**Exercise brief**
The required result is each line of the entries below containing the string "denied".

**The data**
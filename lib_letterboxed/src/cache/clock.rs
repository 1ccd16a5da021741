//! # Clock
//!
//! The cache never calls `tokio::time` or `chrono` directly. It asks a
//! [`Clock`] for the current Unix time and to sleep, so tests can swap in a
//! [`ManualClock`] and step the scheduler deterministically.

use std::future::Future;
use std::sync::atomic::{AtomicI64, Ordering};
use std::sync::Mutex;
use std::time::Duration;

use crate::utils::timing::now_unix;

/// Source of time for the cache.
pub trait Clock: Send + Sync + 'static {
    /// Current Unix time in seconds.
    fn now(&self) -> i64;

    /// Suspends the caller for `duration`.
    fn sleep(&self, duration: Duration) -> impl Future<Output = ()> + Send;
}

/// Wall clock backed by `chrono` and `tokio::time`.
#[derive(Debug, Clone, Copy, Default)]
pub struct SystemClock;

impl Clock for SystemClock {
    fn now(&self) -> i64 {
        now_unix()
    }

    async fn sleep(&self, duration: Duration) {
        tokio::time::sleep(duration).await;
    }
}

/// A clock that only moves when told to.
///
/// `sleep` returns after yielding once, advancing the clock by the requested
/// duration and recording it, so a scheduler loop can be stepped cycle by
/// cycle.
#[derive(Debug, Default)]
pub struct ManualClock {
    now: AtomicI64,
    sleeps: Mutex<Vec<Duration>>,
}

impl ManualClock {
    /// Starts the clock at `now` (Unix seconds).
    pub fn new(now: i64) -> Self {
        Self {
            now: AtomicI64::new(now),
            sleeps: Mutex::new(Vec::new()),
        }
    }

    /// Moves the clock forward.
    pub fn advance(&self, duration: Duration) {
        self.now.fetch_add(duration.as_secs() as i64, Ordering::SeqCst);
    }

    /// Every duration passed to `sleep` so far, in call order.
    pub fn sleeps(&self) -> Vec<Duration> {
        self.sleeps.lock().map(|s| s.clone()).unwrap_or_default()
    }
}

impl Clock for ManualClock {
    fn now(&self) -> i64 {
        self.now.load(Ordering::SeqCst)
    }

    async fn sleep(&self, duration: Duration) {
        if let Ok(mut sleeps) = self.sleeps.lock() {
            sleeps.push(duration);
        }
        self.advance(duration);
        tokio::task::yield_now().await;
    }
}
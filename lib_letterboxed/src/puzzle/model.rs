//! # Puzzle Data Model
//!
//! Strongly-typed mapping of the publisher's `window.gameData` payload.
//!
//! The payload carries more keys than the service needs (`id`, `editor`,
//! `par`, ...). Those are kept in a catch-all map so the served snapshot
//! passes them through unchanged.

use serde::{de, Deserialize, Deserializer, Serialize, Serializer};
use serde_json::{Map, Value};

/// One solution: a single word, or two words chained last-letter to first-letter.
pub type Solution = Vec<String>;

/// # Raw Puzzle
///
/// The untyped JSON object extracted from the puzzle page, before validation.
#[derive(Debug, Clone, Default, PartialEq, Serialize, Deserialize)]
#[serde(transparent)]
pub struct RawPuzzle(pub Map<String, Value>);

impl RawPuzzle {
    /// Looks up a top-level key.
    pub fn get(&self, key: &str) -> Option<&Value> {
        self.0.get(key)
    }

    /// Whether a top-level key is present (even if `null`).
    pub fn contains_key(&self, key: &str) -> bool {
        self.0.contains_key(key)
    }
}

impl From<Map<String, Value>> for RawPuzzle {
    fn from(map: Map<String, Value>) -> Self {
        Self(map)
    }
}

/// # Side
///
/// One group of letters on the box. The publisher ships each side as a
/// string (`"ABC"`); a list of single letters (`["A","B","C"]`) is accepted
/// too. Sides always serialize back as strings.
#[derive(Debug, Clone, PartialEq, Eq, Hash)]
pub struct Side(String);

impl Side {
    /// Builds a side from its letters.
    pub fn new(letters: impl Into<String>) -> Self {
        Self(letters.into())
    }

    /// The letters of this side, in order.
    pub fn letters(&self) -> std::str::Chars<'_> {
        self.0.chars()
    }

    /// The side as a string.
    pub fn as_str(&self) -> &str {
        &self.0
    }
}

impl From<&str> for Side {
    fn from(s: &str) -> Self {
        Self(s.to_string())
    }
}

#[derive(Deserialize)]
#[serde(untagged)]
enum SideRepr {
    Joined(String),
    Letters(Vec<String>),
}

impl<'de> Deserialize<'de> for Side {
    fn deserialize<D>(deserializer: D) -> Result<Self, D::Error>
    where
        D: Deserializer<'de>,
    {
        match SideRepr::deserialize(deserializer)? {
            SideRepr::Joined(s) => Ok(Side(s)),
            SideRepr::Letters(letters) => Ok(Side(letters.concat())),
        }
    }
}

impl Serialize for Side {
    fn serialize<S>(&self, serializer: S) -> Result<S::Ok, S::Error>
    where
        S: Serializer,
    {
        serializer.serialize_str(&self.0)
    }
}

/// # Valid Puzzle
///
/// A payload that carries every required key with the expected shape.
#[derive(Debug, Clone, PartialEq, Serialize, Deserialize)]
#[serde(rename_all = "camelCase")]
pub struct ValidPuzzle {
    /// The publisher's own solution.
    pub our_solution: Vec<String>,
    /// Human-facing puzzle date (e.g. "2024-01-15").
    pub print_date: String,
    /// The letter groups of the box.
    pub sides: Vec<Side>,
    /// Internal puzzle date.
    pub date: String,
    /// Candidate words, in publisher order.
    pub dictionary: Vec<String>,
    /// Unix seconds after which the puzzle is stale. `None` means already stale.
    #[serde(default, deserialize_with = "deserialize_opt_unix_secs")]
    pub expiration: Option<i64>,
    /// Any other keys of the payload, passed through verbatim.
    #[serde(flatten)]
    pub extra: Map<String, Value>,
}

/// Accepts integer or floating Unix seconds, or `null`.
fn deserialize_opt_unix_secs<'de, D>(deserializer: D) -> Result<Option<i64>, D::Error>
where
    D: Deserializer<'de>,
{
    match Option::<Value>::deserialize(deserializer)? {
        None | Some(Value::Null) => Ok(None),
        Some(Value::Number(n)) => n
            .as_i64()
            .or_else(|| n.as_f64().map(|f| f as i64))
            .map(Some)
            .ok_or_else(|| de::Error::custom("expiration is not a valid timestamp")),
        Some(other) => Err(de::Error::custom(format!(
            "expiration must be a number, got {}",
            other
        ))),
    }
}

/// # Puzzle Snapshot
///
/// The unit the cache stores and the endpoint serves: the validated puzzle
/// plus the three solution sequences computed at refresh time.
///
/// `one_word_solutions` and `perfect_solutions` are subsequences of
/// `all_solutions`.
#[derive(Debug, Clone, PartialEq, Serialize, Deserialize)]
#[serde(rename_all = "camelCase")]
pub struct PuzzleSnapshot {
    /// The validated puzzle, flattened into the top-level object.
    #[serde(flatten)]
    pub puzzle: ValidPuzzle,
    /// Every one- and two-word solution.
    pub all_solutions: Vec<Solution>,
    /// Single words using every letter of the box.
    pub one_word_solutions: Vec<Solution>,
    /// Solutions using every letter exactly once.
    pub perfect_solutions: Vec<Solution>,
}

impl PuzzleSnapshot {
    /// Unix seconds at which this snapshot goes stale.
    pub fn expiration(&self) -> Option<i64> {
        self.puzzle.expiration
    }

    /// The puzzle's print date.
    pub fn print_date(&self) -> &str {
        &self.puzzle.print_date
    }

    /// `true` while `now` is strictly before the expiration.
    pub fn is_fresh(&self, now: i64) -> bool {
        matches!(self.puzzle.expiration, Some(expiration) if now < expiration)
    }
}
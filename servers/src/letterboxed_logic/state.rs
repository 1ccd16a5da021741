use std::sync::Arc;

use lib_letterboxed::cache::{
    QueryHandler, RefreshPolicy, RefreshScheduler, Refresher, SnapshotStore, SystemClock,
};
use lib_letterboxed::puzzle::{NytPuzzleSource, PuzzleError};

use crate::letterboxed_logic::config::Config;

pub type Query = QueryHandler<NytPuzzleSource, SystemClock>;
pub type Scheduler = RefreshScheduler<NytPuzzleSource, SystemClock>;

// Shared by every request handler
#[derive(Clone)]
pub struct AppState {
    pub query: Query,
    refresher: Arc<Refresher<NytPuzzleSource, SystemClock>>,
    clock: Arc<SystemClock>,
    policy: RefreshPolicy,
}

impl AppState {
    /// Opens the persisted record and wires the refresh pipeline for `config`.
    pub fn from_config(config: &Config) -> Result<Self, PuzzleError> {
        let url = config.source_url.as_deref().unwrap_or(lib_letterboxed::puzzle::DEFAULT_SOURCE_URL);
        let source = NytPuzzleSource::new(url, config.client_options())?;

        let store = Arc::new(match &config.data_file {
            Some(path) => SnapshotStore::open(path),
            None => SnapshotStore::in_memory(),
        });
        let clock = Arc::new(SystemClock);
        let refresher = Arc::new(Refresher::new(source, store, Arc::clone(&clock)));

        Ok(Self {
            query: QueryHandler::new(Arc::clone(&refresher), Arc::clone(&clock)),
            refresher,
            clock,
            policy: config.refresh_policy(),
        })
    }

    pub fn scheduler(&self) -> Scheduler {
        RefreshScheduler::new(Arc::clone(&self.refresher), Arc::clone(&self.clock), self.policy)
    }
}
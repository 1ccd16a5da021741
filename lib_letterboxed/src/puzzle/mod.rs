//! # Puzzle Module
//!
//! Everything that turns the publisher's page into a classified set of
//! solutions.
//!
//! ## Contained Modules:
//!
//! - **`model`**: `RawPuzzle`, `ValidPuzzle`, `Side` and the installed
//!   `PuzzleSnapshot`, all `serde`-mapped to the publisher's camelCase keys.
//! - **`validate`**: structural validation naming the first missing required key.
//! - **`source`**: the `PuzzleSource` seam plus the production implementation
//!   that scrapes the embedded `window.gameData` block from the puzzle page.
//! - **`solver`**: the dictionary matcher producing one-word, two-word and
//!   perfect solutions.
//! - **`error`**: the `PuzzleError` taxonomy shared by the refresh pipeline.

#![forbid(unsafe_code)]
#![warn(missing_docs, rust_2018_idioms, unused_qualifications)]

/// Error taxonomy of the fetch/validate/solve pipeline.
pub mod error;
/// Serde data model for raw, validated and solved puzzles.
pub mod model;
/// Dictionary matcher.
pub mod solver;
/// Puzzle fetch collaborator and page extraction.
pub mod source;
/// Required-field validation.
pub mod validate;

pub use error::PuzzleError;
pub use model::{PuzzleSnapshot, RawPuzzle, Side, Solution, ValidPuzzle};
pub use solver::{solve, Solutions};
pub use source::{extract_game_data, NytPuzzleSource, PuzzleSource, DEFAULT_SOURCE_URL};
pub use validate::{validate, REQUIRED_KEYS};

--

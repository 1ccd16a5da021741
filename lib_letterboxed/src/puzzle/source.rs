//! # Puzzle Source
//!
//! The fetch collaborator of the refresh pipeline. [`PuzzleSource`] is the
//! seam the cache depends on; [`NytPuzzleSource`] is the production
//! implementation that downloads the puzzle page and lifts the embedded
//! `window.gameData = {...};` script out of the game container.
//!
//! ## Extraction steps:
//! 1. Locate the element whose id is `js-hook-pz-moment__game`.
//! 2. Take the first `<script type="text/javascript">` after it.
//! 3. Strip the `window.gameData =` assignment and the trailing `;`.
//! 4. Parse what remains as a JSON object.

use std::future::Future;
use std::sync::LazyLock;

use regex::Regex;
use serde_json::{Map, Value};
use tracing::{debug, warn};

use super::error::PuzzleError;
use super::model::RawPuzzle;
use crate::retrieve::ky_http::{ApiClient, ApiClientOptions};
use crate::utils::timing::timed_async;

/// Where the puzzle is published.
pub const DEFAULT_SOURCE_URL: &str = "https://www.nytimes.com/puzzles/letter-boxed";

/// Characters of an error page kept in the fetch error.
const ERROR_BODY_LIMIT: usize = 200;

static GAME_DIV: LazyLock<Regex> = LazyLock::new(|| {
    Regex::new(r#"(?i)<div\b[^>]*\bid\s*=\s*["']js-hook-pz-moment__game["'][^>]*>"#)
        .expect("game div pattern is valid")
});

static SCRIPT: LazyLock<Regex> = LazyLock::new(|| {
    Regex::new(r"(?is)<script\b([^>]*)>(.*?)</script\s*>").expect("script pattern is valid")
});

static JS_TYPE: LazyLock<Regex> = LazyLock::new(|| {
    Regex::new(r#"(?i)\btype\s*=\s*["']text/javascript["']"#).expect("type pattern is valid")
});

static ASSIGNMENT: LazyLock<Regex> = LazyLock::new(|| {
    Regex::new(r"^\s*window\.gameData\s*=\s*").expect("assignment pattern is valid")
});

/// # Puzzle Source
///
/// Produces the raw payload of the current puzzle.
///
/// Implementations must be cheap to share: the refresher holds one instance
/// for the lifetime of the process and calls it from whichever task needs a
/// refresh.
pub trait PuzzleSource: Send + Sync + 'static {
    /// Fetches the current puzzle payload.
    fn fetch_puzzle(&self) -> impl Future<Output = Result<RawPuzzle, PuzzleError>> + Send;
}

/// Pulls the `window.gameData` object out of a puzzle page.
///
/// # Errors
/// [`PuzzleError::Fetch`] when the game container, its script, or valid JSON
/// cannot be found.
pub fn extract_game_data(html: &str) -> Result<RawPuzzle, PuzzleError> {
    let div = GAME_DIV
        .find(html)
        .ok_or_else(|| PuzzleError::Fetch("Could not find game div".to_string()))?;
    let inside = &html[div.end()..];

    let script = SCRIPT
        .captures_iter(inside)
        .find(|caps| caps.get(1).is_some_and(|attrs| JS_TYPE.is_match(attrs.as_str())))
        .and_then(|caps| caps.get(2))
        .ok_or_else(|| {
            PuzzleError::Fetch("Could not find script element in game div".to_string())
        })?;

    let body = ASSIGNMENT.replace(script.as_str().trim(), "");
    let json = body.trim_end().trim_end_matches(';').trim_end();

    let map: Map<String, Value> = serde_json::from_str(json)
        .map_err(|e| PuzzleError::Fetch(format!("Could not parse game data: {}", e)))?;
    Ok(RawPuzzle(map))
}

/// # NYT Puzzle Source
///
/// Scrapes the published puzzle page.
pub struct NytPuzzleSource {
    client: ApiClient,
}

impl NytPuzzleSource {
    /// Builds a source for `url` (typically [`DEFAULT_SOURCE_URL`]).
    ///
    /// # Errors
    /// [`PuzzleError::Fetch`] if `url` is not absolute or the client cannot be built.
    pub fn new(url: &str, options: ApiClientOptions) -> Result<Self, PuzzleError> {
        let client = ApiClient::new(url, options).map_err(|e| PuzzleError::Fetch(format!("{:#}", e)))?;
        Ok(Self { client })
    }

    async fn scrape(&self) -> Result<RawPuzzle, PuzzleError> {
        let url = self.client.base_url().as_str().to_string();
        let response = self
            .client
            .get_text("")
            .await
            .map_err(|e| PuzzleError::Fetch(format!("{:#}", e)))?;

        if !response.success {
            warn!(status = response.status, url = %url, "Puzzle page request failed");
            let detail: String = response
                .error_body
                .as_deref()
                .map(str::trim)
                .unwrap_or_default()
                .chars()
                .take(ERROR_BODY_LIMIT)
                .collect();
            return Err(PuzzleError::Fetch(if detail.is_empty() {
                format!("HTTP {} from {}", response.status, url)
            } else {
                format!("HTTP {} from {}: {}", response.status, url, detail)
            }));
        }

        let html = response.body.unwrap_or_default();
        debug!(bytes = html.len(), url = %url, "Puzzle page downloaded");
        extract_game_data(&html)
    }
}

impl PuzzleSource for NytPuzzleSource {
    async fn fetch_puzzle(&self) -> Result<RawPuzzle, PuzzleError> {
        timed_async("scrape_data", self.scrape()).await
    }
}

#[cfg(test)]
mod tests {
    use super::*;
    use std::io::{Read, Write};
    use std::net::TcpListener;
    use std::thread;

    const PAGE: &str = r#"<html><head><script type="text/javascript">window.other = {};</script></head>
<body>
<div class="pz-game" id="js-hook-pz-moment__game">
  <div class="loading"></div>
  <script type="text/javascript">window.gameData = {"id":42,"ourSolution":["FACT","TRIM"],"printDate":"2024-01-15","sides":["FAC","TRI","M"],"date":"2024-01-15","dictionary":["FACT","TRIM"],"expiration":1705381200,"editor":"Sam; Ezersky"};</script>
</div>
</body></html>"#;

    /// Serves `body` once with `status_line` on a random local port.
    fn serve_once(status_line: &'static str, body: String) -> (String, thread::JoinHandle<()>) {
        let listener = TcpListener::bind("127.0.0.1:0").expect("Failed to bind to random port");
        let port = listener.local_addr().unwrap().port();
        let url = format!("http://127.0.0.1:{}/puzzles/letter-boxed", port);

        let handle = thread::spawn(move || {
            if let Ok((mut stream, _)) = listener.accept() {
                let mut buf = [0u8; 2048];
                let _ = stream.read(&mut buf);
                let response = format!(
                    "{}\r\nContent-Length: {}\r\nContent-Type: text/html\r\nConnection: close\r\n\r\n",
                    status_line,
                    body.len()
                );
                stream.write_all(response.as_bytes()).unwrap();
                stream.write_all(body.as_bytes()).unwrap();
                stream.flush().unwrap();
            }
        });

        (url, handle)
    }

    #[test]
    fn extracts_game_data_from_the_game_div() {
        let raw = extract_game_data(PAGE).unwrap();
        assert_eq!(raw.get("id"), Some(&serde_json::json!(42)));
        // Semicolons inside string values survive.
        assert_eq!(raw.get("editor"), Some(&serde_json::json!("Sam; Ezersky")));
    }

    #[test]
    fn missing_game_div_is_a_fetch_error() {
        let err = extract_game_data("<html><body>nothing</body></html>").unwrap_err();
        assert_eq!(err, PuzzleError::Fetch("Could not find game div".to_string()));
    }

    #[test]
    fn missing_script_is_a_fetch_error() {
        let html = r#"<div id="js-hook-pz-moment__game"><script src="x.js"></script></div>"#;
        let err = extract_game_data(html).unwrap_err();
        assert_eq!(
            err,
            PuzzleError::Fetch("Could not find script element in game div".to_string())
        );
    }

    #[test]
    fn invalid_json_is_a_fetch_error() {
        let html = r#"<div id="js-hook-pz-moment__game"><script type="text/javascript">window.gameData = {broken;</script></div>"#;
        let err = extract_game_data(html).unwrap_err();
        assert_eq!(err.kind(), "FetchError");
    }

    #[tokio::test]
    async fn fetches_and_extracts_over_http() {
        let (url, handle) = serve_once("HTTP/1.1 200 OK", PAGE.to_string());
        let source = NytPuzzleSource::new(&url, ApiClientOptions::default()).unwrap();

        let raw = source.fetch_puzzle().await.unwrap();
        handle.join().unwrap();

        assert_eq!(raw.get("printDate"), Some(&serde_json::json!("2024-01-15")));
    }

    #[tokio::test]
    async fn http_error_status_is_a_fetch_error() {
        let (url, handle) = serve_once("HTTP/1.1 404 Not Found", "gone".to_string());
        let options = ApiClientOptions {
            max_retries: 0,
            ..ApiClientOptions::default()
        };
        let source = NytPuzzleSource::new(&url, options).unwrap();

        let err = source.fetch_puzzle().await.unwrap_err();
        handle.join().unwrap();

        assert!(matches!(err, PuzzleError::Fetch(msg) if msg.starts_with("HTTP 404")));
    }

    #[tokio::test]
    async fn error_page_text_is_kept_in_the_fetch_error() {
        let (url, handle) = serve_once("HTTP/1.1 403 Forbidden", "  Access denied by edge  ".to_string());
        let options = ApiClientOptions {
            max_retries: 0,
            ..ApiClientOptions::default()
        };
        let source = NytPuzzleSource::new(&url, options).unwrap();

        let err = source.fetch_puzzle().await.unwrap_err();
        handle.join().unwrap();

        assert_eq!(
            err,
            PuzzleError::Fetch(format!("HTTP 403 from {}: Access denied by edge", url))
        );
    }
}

**Written reply**
        let (url, handle) = serve_once("HTTP/1.1 403 Forbidden", "  Access denied by edge  ".to_string());
            PuzzleError::Fetch(format!("HTTP 403 from {}: Access denied by edge", url))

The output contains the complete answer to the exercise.